→ **REQUIRED ACTION**
All entries below are to be set down again, identical to the source.

[Dataset entries]
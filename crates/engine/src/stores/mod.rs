//! In-memory state storage modules.
//!
//! - `SessionStore` - the arena/lab session shared by all HTTP requests

pub mod session;

pub use session::SessionStore;
//! Application state and composition.

use std::sync::Arc;

use pokearena_domain::BatchSize;

use crate::infrastructure::ports::LlmPort;
use crate::stores::SessionStore;
use crate::use_cases::{self, arena, lab};

/// Main application state.
///
/// Passed to HTTP handlers via Axum state.
pub struct App {
    pub use_cases: UseCases,
    pub session: SessionStore,
    /// Used when a batch request does not say how many creatures it wants.
    pub default_batch_size: BatchSize,
}

/// Container for all use cases.
pub struct UseCases {
    pub arena: use_cases::ArenaUseCases,
    pub lab: use_cases::LabUseCases,
}

impl App {
    /// Create a new App with all dependencies wired up.
    pub fn new(llm: Arc<dyn LlmPort>, default_batch_size: BatchSize) -> Self {
        let arena = use_cases::ArenaUseCases::new(
            Arc::new(arena::ValidateContenders::new()),
            Arc::new(arena::NarrateBattle::new(llm.clone())),
        );

        let lab = use_cases::LabUseCases::new(
            Arc::new(lab::GenerateBatch::new(llm.clone())),
            Arc::new(lab::RecommendCompanion::new(llm)),
        );

        Self {
            use_cases: UseCases { arena, lab },
            session: SessionStore::new(),
            default_batch_size,
        }
    }
}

→ **FINISHED EXERCISE**
filename crates/engine/src/stores/mod.rs
//! In-memory state storage modules.
//!
//! - `SessionStore` - the arena/lab session shared by all HTTP requests

pub mod session;

pub use session::SessionStore;
//! Application state and composition.

use std::sync::Arc;

use pokearena_domain::BatchSize;

use crate::infrastructure::ports::LlmPort;
use crate::stores::SessionStore;
use crate::use_cases::{self, arena, lab};

/// Main application state.
///
/// Passed to HTTP handlers via Axum state.
pub struct App {
    pub use_cases: UseCases,
    pub session: SessionStore,
    /// Used when a batch request does not say how many creatures it wants.
    pub default_batch_size: BatchSize,
}

/// Container for all use cases.
pub struct UseCases {
    pub arena: use_cases::ArenaUseCases,
    pub lab: use_cases::LabUseCases,
}

impl App {
    /// Create a new App with all dependencies wired up.
    pub fn new(llm: Arc<dyn LlmPort>, default_batch_size: BatchSize) -> Self {
        let arena = use_cases::ArenaUseCases::new(
            Arc::new(arena::ValidateContenders::new()),
            Arc::new(arena::NarrateBattle::new(llm.clone())),
        );

        let lab = use_cases::LabUseCases::new(
            Arc::new(lab::GenerateBatch::new(llm.clone())),
            Arc::new(lab::RecommendCompanion::new(llm)),
        );

        Self {
            use_cases: UseCases { arena, lab },
            session: SessionStore::new(),
            default_batch_size,
        }
    }
}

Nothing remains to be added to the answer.